Stored items:
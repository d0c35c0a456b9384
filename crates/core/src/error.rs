use std::thread::ThreadId;

use thiserror::Error;

/// Errors surfaced by dispatchers, their futures, and configuration loading.
#[derive(Error, Debug, Clone, PartialEq, Eq)]
pub enum DispatchError {
    #[error("access violation: called from thread {caller:?}, dispatcher is owned by thread {owner:?}")]
    AccessViolation { owner: ThreadId, caller: ThreadId },

    #[error("the dispatcher is already running")]
    AlreadyRunning,

    #[error("invalid argument: {0}")]
    InvalidArgument(String),

    #[error("work item failed: {0}")]
    ItemFailure(String),

    #[error("work item was dropped before it could run")]
    Abandoned,

    #[error("the dispatcher has been disposed")]
    Disposed,

    #[error("config error: {0}")]
    Config(String),

    #[error("config parse error: {0}")]
    ConfigParse(String),

    #[error("config I/O error: {0}")]
    ConfigIo(String),
}

impl From<toml::de::Error> for DispatchError {
    fn from(e: toml::de::Error) -> Self {
        DispatchError::ConfigParse(e.to_string())
    }
}

impl From<std::io::Error> for DispatchError {
    fn from(e: std::io::Error) -> Self {
        DispatchError::ConfigIo(e.to_string())
    }
}

pub type Result<T> = std::result::Result<T, DispatchError>;
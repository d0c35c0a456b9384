//! Thread-affine dispatcher -- a FIFO of work items drained by one owner thread.
//!
//! Split into focused submodules:
//! - `core`: Dispatcher struct, construction, affinity checks, state accessors, disposal
//! - `pump`: the blocking run loop and per-item execution
//! - `invoke`: submitting callables from any thread

mod core;
mod invoke;
mod pump;

pub use self::core::{Dispatcher, DispatcherId};
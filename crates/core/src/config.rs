use std::env;
use std::path::Path;
use std::time::Duration;

use serde::{Deserialize, Serialize};

use crate::error::DispatchError;

/// Load .env file (silently ignores if missing).
pub fn load_dotenv() {
    dotenvy::dotenv().ok();
}

fn env_or(key: &str, default: &str) -> String {
    env::var(key).unwrap_or_else(|_| default.to_string())
}

fn env_opt(key: &str) -> Option<String> {
    env::var(key).ok().filter(|s| !s.is_empty())
}

/// Read a profiled env var: tries {PROFILE}_{KEY} first, falls back to {KEY}.
fn profiled_env_opt(profile: &str, key: &str) -> Option<String> {
    if !profile.is_empty() {
        let prefixed = format!("{}_{}", profile, key);
        if let Some(v) = env_opt(&prefixed) {
            return Some(v);
        }
    }
    env_opt(key)
}

fn parse_bool(v: &str) -> Option<bool> {
    match v.trim().to_ascii_lowercase().as_str() {
        "1" | "true" | "yes" | "on" => Some(true),
        "0" | "false" | "no" | "off" => Some(false),
        _ => None,
    }
}

// ── Dispatcher config ─────────────────────────────────────────

/// Tuning knobs for a dispatcher's pump loop and diagnostics.
///
/// Built from the environment ([`DispatchConfig::from_env`]) or from the
/// `[dispatcher]` table of a TOML file ([`DispatchConfig::from_file`]).
/// Both paths honour the `AFFINITY_PROFILE` prefix convention.
#[derive(Debug, Clone, PartialEq, Eq, Serialize, Deserialize)]
pub struct DispatchConfig {
    /// Upper bound on a single wake-wait; cancellation is observed at least this often.
    #[serde(default = "default_wait_timeout_ms")]
    pub wait_timeout_ms: u64,

    /// Warn each time the queue depth reaches a multiple of this value. 0 = disabled.
    #[serde(default)]
    pub queue_warn_depth: usize,

    /// Warn about items that execute longer than this. 0 = disabled.
    #[serde(default)]
    pub slow_item_threshold_ms: u64,

    /// Log failed items at warn (true) or debug (false).
    #[serde(default = "default_log_item_failures")]
    pub log_item_failures: bool,
}

fn default_wait_timeout_ms() -> u64 { 100 }
fn default_log_item_failures() -> bool { true }

impl Default for DispatchConfig {
    fn default() -> Self {
        Self {
            wait_timeout_ms: default_wait_timeout_ms(),
            queue_warn_depth: 0,
            slow_item_threshold_ms: 0,
            log_item_failures: default_log_item_failures(),
        }
    }
}

/// On-disk layout: everything lives under a `[dispatcher]` table.
#[derive(Debug, Default, Deserialize)]
struct ConfigFile {
    #[serde(default)]
    dispatcher: DispatchConfig,
}

impl DispatchConfig {
    /// Build config from environment variables (call `load_dotenv()` first).
    /// Profile is read from `AFFINITY_PROFILE` env var. When set (e.g. `PROD`),
    /// every key is first looked up as `{PROFILE}_{KEY}`, falling back to `{KEY}`.
    pub fn from_env() -> Self {
        Self::for_profile(&active_profile())
    }

    /// Build config for a specific named profile (empty string = default).
    pub fn for_profile(profile: &str) -> Self {
        let mut config = Self::default();
        config.apply_env_overrides(&profile.to_uppercase());
        config
    }

    /// Parse config from a TOML string, then apply env overrides and validate.
    pub fn from_toml(toml_str: &str) -> Result<Self, DispatchError> {
        let file: ConfigFile = toml::from_str(toml_str)?;
        let mut config = file.dispatcher;
        config.apply_env_overrides(&active_profile());
        config.validate()?;
        Ok(config)
    }

    /// Load config from a file path.
    pub fn from_file(path: impl AsRef<Path>) -> Result<Self, DispatchError> {
        let content = std::fs::read_to_string(path.as_ref())?;
        Self::from_toml(&content)
    }

    /// Reject settings the pump loop cannot work with.
    pub fn validate(&self) -> Result<(), DispatchError> {
        if self.wait_timeout_ms == 0 {
            return Err(DispatchError::Config(
                "wait_timeout_ms must be greater than zero".into(),
            ));
        }
        Ok(())
    }

    pub fn wait_timeout(&self) -> Duration {
        Duration::from_millis(self.wait_timeout_ms)
    }

    pub fn slow_item_threshold(&self) -> Option<Duration> {
        (self.slow_item_threshold_ms > 0).then(|| Duration::from_millis(self.slow_item_threshold_ms))
    }

    /// Print a one-line summary for startup logs.
    pub fn log_summary(&self) {
        tracing::info!(
            wait_timeout_ms = self.wait_timeout_ms,
            queue_warn_depth = self.queue_warn_depth,
            slow_item_threshold_ms = self.slow_item_threshold_ms,
            log_item_failures = self.log_item_failures,
            "dispatcher config loaded"
        );
    }

    // ── Environment variable overrides ──────────────────────────────

    /// Apply environment variable overrides.
    ///
    /// - `DISPATCH_WAIT_TIMEOUT_MS` -> `wait_timeout_ms`
    /// - `DISPATCH_QUEUE_WARN_DEPTH` -> `queue_warn_depth`
    /// - `DISPATCH_SLOW_ITEM_MS` -> `slow_item_threshold_ms`
    /// - `DISPATCH_LOG_ITEM_FAILURES` -> `log_item_failures`
    ///
    /// Values that fail to parse leave the current setting untouched.
    fn apply_env_overrides(&mut self, profile: &str) {
        if let Some(v) = profiled_env_opt(profile, "DISPATCH_WAIT_TIMEOUT_MS") {
            if let Ok(ms) = v.parse() {
                self.wait_timeout_ms = ms;
            }
        }
        if let Some(v) = profiled_env_opt(profile, "DISPATCH_QUEUE_WARN_DEPTH") {
            if let Ok(depth) = v.parse() {
                self.queue_warn_depth = depth;
            }
        }
        if let Some(v) = profiled_env_opt(profile, "DISPATCH_SLOW_ITEM_MS") {
            if let Ok(ms) = v.parse() {
                self.slow_item_threshold_ms = ms;
            }
        }
        if let Some(v) = profiled_env_opt(profile, "DISPATCH_LOG_ITEM_FAILURES") {
            if let Some(flag) = parse_bool(&v) {
                self.log_item_failures = flag;
            }
        }
    }
}

fn active_profile() -> String {
    env_or("AFFINITY_PROFILE", "").to_uppercase()
}

#[cfg(test)]
mod tests {
    use std::io::Write;

    use super::*;

    #[test]
    fn defaults() {
        let cfg = DispatchConfig::default();
        assert_eq!(cfg.wait_timeout_ms, 100);
        assert_eq!(cfg.wait_timeout(), Duration::from_millis(100));
        assert_eq!(cfg.queue_warn_depth, 0);
        assert!(cfg.slow_item_threshold().is_none());
        assert!(cfg.log_item_failures);
        assert!(cfg.validate().is_ok());
    }

    #[test]
    fn parse_toml_section() {
        let toml = r#"
[dispatcher]
wait_timeout_ms = 25
queue_warn_depth = 1000
slow_item_threshold_ms = 250
log_item_failures = false
"#;
        let cfg = DispatchConfig::from_toml(toml).unwrap();
        assert_eq!(cfg.wait_timeout(), Duration::from_millis(25));
        assert_eq!(cfg.queue_warn_depth, 1000);
        assert_eq!(cfg.slow_item_threshold(), Some(Duration::from_millis(250)));
        assert!(!cfg.log_item_failures);
    }

    #[test]
    fn missing_section_uses_defaults() {
        let cfg = DispatchConfig::from_toml("").unwrap();
        assert_eq!(cfg, DispatchConfig::default());
    }

    #[test]
    fn zero_timeout_rejected() {
        let toml = r#"
[dispatcher]
wait_timeout_ms = 0
"#;
        let err = DispatchConfig::from_toml(toml).unwrap_err();
        assert!(matches!(err, DispatchError::Config(_)));
    }

    #[test]
    fn malformed_toml_is_parse_error() {
        let err = DispatchConfig::from_toml("[dispatcher\nwait_timeout_ms = ").unwrap_err();
        assert!(matches!(err, DispatchError::ConfigParse(_)));
    }

    #[test]
    fn load_from_file() {
        let mut file = tempfile::NamedTempFile::new().unwrap();
        writeln!(file, "[dispatcher]\nwait_timeout_ms = 40").unwrap();

        let cfg = DispatchConfig::from_file(file.path()).unwrap();
        assert_eq!(cfg.wait_timeout_ms, 40);
    }

    #[test]
    fn missing_file_is_io_error() {
        let err = DispatchConfig::from_file("/nonexistent/affinity.toml").unwrap_err();
        assert!(matches!(err, DispatchError::ConfigIo(_)));
    }

    #[test]
    fn profile_prefixed_env_wins() {
        // Profile name is unique to this test so parallel tests never see it.
        env::set_var("CFGTESTPROFILE_DISPATCH_WAIT_TIMEOUT_MS", "15");
        env::set_var("CFGTESTPROFILE_DISPATCH_LOG_ITEM_FAILURES", "off");
        env::set_var("CFGTESTPROFILE_DISPATCH_QUEUE_WARN_DEPTH", "not-a-number");

        let cfg = DispatchConfig::for_profile("cfgtestprofile");
        assert_eq!(cfg.wait_timeout_ms, 15);
        assert!(!cfg.log_item_failures);
        assert_eq!(cfg.queue_warn_depth, 0);

        env::remove_var("CFGTESTPROFILE_DISPATCH_WAIT_TIMEOUT_MS");
        env::remove_var("CFGTESTPROFILE_DISPATCH_LOG_ITEM_FAILURES");
        env::remove_var("CFGTESTPROFILE_DISPATCH_QUEUE_WARN_DEPTH");
    }

    #[test]
    fn parse_bool_variants() {
        assert_eq!(parse_bool("TRUE"), Some(true));
        assert_eq!(parse_bool(" 0 "), Some(false));
        assert_eq!(parse_bool("maybe"), None);
    }
}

**Your instructions:** Lines from the start of the records through the one containing "from any thread" are what should be retyped, exactly and in full, both ends included.

**Response:**
repository d0c35c0a456b9384
filename crates/core/src/error.rs
use std::thread::ThreadId;

use thiserror::Error;

/// Errors surfaced by dispatchers, their futures, and configuration loading.
#[derive(Error, Debug, Clone, PartialEq, Eq)]
pub enum DispatchError {
    #[error("access violation: called from thread {caller:?}, dispatcher is owned by thread {owner:?}")]
    AccessViolation { owner: ThreadId, caller: ThreadId },

    #[error("the dispatcher is already running")]
    AlreadyRunning,

    #[error("invalid argument: {0}")]
    InvalidArgument(String),

    #[error("work item failed: {0}")]
    ItemFailure(String),

    #[error("work item was dropped before it could run")]
    Abandoned,

    #[error("the dispatcher has been disposed")]
    Disposed,

    #[error("config error: {0}")]
    Config(String),

    #[error("config parse error: {0}")]
    ConfigParse(String),

    #[error("config I/O error: {0}")]
    ConfigIo(String),
}

impl From<toml::de::Error> for DispatchError {
    fn from(e: toml::de::Error) -> Self {
        DispatchError::ConfigParse(e.to_string())
    }
}

impl From<std::io::Error> for DispatchError {
    fn from(e: std::io::Error) -> Self {
        DispatchError::ConfigIo(e.to_string())
    }
}

pub type Result<T> = std::result::Result<T, DispatchError>;
repository d0c35c0a456b9384
//! Thread-affine dispatcher -- a FIFO of work items drained by one owner thread.
//!
//! Split into focused submodules:
//! - `core`: Dispatcher struct, construction, affinity checks, state accessors, disposal
//! - `pump`: the blocking run loop and per-item execution
//! - `invoke`: submitting callables from any thread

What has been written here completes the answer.